Stage three, load and automaticity. Strength gets added in earnest. Dual tasks come in. Sport or life specific demands start being practised. The work gets heavier, more complex, and closer to what real life asks of the body [43, 46]. The earlier stages don’t get dropped. They get layered under.

The thing this isn’t is “core first, then everything else”. You don’t earn the right to lift heavy by passing a balance test. The stages run in parallel from week one. The weighting changes over time. Early on, more awareness and variability work. Later on, more load and automaticity, but with the awareness and variability layers still present in the warm up, the cool down, and the more complex drills.

What About Kids?

Quickly, because this is one of the most asked questions in the inbox. Asymptomatic hypermobile children, in the recent studies of 150 and 588 kids respectively, don’t show consistent proprioceptive impairment versus normally mobile peers [6, 7]. Symptomatic children with the hypermobility syndrome, the ones with pain, instability, fatigue, do show worse joint position sense, worse kinaesthesia and reduced muscle torque [3]. The implication is direct. Screen and intervene based on symptoms, not based on a Beighton score in isolation. A hypermobile nine year old who’s fine probably is fine. A hypermobile nine year old who’s falling, in pain, or avoiding play probably needs proper assessment and a properly built programme. We’ve covered the paediatric hypermobility piece separately, and the principles in this article translate to younger bodies in a slightly different dose. And, if I am being totally honest with you, children and pre teens seem to do respond incredibly quickly to target, proper, sensori-motor rehab. Why is this? Well there is potentially more reasons than you can shake a stick at. Most likely, puberty hasn’t kicked in fully, periods haven’t started yet, and kids are just hard wired to learn things quickly.

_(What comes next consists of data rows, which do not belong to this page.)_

fn run_mcp(command: McpCommand) -> ExitCode {
    let store = match McpConfigStore::from_env() {
        Ok(store) => store,
        Err(e) => {
            eprintln!("{e}");
            return ExitCode::FAILURE;
        }
    };
    let result = match command {
        McpCommand::Add {
            name,
            command,
            args,
            env,
            startup_timeout_sec,
            tool_timeout_sec,
        } => {
            let mut entry = McpServerEntry::new(command).with_args(args);
            if !env.is_empty() {
                entry = entry.with_env(env.into_iter().collect::<BTreeMap<_, _>>());
            }
            entry.startup_timeout_sec = startup_timeout_sec;
            entry.tool_timeout_sec = tool_timeout_sec;
            store
                .save(&name, &entry)
                .map(|()| format!("Saved MCP server '{name}' to {}", store.path().display()))
        }
        McpCommand::Remove { name } => store.remove(&name).map(|removed| {
            if removed {
                format!("Removed MCP server '{name}'")
            } else {
                format!("MCP server '{name}' is not configured")
            }
        }),
        McpCommand::List => store.dump_json(),
    };
    match result {
        Ok(text) => {
            println!("{text}");
            ExitCode::SUCCESS
        }
        Err(e) => {
            eprintln!("{e}");
            ExitCode::FAILURE
        }
    }
}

Take one of pre-teen clients “Berrie” from a few years ago. She was, for lack of better word “Bad” especially in the mobility sense. But, being young and adaptable, she made some absolutely insane progress, fairly quickly, when the right right approach is taking, and you properly educate and apply motor leaning principals.

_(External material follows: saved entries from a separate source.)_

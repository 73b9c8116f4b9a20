//! Persistent registry of MCP servers stored in a TOML config file.
//!
//! The file lives at `<config home>/workcell/config.toml` and keeps servers in
//! the `mcp_servers` table. Other top-level keys are left untouched on write.

use serde_json::json;
use std::collections::BTreeMap;
use std::path::{Path, PathBuf};
use thiserror::Error;
use toml::{Table, Value};

pub const CONFIG_HOME_ENV: &str = "WORKCELL_CONFIG_HOME";
const APP_SUBDIR: &str = "workcell";
const CONFIG_FILENAME: &str = "config.toml";
const MCP_SECTION: &str = "mcp_servers";
const KNOWN_KEYS: [&str; 5] = [
    "command",
    "args",
    "env",
    "startup_timeout_sec",
    "tool_timeout_sec",
];

#[derive(Debug, Error)]
pub enum McpConfigError {
    #[error("{0}")]
    Invalid(String),

    #[error("Failed to read MCP configuration from {path}: {message}")]
    Read { path: PathBuf, message: String },

    #[error("Failed to write config file {path}: {message}")]
    Write { path: PathBuf, message: String },

    #[error("could not determine the configuration home directory")]
    NoHome,
}

fn invalid(message: impl Into<String>) -> McpConfigError {
    McpConfigError::Invalid(message.into())
}

/// One configured MCP server.
#[derive(Debug, Clone, PartialEq, Default)]
pub struct McpServerEntry {
    pub command: String,
    pub args: Vec<String>,
    pub env: Option<BTreeMap<String, String>>,
    pub startup_timeout_sec: Option<f64>,
    pub tool_timeout_sec: Option<f64>,
    /// Keys this crate does not interpret, preserved on write.
    pub extras: Table,
}

impl McpServerEntry {
    pub fn new(command: impl Into<String>) -> Self {
        Self {
            command: command.into(),
            ..Self::default()
        }
    }

    #[must_use]
    pub fn with_args(mut self, args: impl IntoIterator<Item = impl Into<String>>) -> Self {
        self.args = args.into_iter().map(Into::into).collect();
        self
    }

    #[must_use]
    pub fn with_env(mut self, env: BTreeMap<String, String>) -> Self {
        self.env = Some(env);
        self
    }

    pub fn from_table(raw: &Table) -> Result<Self, McpConfigError> {
        let command = raw
            .get("command")
            .and_then(Value::as_str)
            .ok_or_else(|| invalid("MCP server entries must define a 'command' string"))?
            .to_string();

        let args = match raw.get("args") {
            None => Vec::new(),
            Some(Value::Array(items)) => items
                .iter()
                .map(|item| item.as_str().map(str::to_string))
                .collect::<Option<Vec<_>>>()
                .ok_or_else(|| invalid("'args' must be a list of strings in MCP server entries"))?,
            Some(_) => {
                return Err(invalid(
                    "'args' must be a list of strings in MCP server entries",
                ))
            }
        };

        let env = match raw.get("env") {
            None => None,
            Some(Value::Table(table)) => Some(
                table
                    .iter()
                    .map(|(k, v)| v.as_str().map(|v| (k.clone(), v.to_string())))
                    .collect::<Option<BTreeMap<_, _>>>()
                    .ok_or_else(|| invalid("'env' must be a table of string key/value pairs"))?,
            ),
            Some(_) => return Err(invalid("'env' must be a table of string key/value pairs")),
        };

        let extras = raw
            .iter()
            .filter(|(key, _)| !KNOWN_KEYS.contains(&key.as_str()))
            .map(|(k, v)| (k.clone(), v.clone()))
            .collect();

        Ok(Self {
            command,
            args,
            env,
            startup_timeout_sec: optional_float(raw.get("startup_timeout_sec"))?,
            tool_timeout_sec: optional_float(raw.get("tool_timeout_sec"))?,
            extras,
        })
    }

    pub fn to_table(&self) -> Table {
        let mut table = Table::new();
        table.insert("command".into(), Value::String(self.command.clone()));
        table.insert(
            "args".into(),
            Value::Array(self.args.iter().cloned().map(Value::String).collect()),
        );
        if let Some(env) = &self.env {
            let env = env
                .iter()
                .map(|(k, v)| (k.clone(), Value::String(v.clone())))
                .collect();
            table.insert("env".into(), Value::Table(env));
        }
        if let Some(timeout) = self.startup_timeout_sec {
            table.insert("startup_timeout_sec".into(), Value::Float(timeout));
        }
        if let Some(timeout) = self.tool_timeout_sec {
            table.insert("tool_timeout_sec".into(), Value::Float(timeout));
        }
        for (key, value) in &self.extras {
            table.insert(key.clone(), value.clone());
        }
        table
    }

    pub fn to_json(&self, name: &str) -> serde_json::Value {
        json!({
            "name": name,
            "command": self.command,
            "args": self.args,
            "env": self.env,
            "startup_timeout_sec": self.startup_timeout_sec,
            "tool_timeout_sec": self.tool_timeout_sec,
        })
    }

    /// Program followed by its arguments.
    pub fn argv(&self) -> Vec<String> {
        std::iter::once(self.command.clone())
            .chain(self.args.iter().cloned())
            .collect()
    }
}

fn optional_float(value: Option<&Value>) -> Result<Option<f64>, McpConfigError> {
    match value {
        None => Ok(None),
        Some(Value::Integer(i)) => Ok(Some(*i as f64)),
        Some(Value::Float(f)) => Ok(Some(*f)),
        Some(_) => Err(invalid("timeout values must be numeric")),
    }
}

/// Resolve the config file path from an optional override and home directory.
pub fn resolve_config_file(
    config_home: Option<&str>,
    home: Option<&Path>,
) -> Result<PathBuf, McpConfigError> {
    let base = match config_home.map(str::trim).filter(|v| !v.is_empty()) {
        Some(dir) => absolutize(&expand_tilde(dir, home)),
        None => home.ok_or(McpConfigError::NoHome)?.join("config"),
    };
    Ok(base.join(APP_SUBDIR).join(CONFIG_FILENAME))
}

fn expand_tilde(path: &str, home: Option<&Path>) -> PathBuf {
    match (path.strip_prefix("~"), home) {
        (Some(rest), Some(home)) if rest.is_empty() || rest.starts_with('/') => {
            home.join(rest.trim_start_matches('/'))
        }
        _ => PathBuf::from(path),
    }
}

fn absolutize(path: &Path) -> PathBuf {
    if path.is_absolute() {
        return path.to_path_buf();
    }
    std::env::current_dir()
        .map(|cwd| cwd.join(path))
        .unwrap_or_else(|_| path.to_path_buf())
}

/// File-backed MCP server registry.
#[derive(Debug, Clone)]
pub struct McpConfigStore {
    path: PathBuf,
}

impl McpConfigStore {
    pub fn new(path: impl Into<PathBuf>) -> Self {
        Self { path: path.into() }
    }

    /// Store at the default location, honouring `WORKCELL_CONFIG_HOME`.
    pub fn from_env() -> Result<Self, McpConfigError> {
        let config_home = std::env::var(CONFIG_HOME_ENV).ok();
        let home = std::env::var_os("HOME").map(PathBuf::from);
        resolve_config_file(config_home.as_deref(), home.as_deref()).map(Self::new)
    }

    pub fn path(&self) -> &Path {
        &self.path
    }

    pub fn load(&self) -> Result<BTreeMap<String, McpServerEntry>, McpConfigError> {
        let raw = self.read_raw()?;
        let Some(section) = raw.get(MCP_SECTION) else {
            return Ok(BTreeMap::new());
        };
        let Value::Table(servers) = section else {
            return Err(section_error());
        };

        servers
            .iter()
            .map(|(name, entry)| match entry {
                Value::Table(table) => Ok((name.clone(), McpServerEntry::from_table(table)?)),
                _ => Err(invalid(format!("MCP server '{name}' must be a table"))),
            })
            .collect()
    }

    /// Insert or replace a server entry.
    pub fn save(&self, name: &str, entry: &McpServerEntry) -> Result<(), McpConfigError> {
        let mut raw = self.read_raw()?;
        let mut servers = match raw.remove(MCP_SECTION) {
            None => Table::new(),
            Some(Value::Table(servers)) => servers,
            Some(_) => return Err(section_error()),
        };
        servers.insert(name.to_string(), Value::Table(entry.to_table()));
        raw.insert(MCP_SECTION.to_string(), Value::Table(servers));
        self.write_raw(&raw)?;
        tracing::debug!(server = name, path = %self.path.display(), "saved MCP server");
        Ok(())
    }

    /// Remove a server entry. Returns `false` without writing when absent.
    pub fn remove(&self, name: &str) -> Result<bool, McpConfigError> {
        let mut raw = self.read_raw()?;
        let mut servers = match raw.remove(MCP_SECTION) {
            None => return Ok(false),
            Some(Value::Table(servers)) => servers,
            Some(_) => return Err(section_error()),
        };
        if servers.remove(name).is_none() {
            return Ok(false);
        }
        if !servers.is_empty() {
            raw.insert(MCP_SECTION.to_string(), Value::Table(servers));
        }
        self.write_raw(&raw)?;
        tracing::debug!(server = name, path = %self.path.display(), "removed MCP server");
        Ok(true)
    }

    /// Pretty JSON array of all servers, sorted by name.
    pub fn dump_json(&self) -> Result<String, McpConfigError> {
        let payload: Vec<_> = self
            .load()?
            .iter()
            .map(|(name, entry)| entry.to_json(name))
            .collect();
        serde_json::to_string_pretty(&payload).map_err(|e| invalid(e.to_string()))
    }

    fn read_raw(&self) -> Result<Table, McpConfigError> {
        let content = match std::fs::read_to_string(&self.path) {
            Ok(content) => content,
            Err(e) if e.kind() == std::io::ErrorKind::NotFound => return Ok(Table::new()),
            Err(e) => {
                return Err(McpConfigError::Read {
                    path: self.path.clone(),
                    message: e.to_string(),
                })
            }
        };
        content.parse::<Table>().map_err(|e| McpConfigError::Read {
            path: self.path.clone(),
            message: e.to_string(),
        })
    }

    fn write_raw(&self, raw: &Table) -> Result<(), McpConfigError> {
        let write_err = |message: String| McpConfigError::Write {
            path: self.path.clone(),
            message,
        };
        if let Some(dir) = self.path.parent() {
            std::fs::create_dir_all(dir).map_err(|e| write_err(e.to_string()))?;
        }
        let body = toml::to_string(raw).map_err(|e| write_err(e.to_string()))?;
        std::fs::write(&self.path, body).map_err(|e| write_err(e.to_string()))
    }
}

fn section_error() -> McpConfigError {
    invalid(format!(
        "'{MCP_SECTION}' section must be a table in the config file"
    ))
}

Honesty About The Evidence

This bit’s important because when it comes to evidence honesty, we’re trying to do the opposite of what most of the rehab content space does. RCT evidence for sensorimotor and proprioceptive training specifically in hEDS and HSD is thin, like the rest of the research when it comes to hypermobility. Most of what we know comes from observational work, small uncontrolled studies, scoping reviews and systematic reviews flagging the lack of high quality trials [44, 46]. The mechanistic work on which our argument leans is from adjacent conditions (CRPS, low back pain, phantom limb) and from the basic neuroscience of motor learning and somatosensation. We don’t yet have a single cortical body map imaging study in hEDS [29]. The most defensible read of the field is that the principles transfer, the targeted drills work better than non targeted ones.

The conservative read isn’t “don’t bother”. It’s: do the drills, use external focus, treat the symptoms not the Beighton, layer strength in as the infrastructure, and stop overselling neuroplasticity. The work is real. The marketing is the bit that needs cleaning up, when it comes to rehab, and the abundance of instagram coaches.

If you haven’t already, Part 1 sets up the why behind all of this, and we’ve also written more specifically about the motor learning principles that drive it. If you want the whole thing run with proper assessment, that’s what our work at the studios and online courses are built for.

If your proprioception, balance and joint control have all been quietly drifting and you’ve been told “just do more balance work” without anyone explaining why, that’s the gap this piece was written to close. The drills are useful. The explanation has changed. And the right way to train this stuff in a hypermobile body looks a fair bit different to what most generic rehab plans put on offer.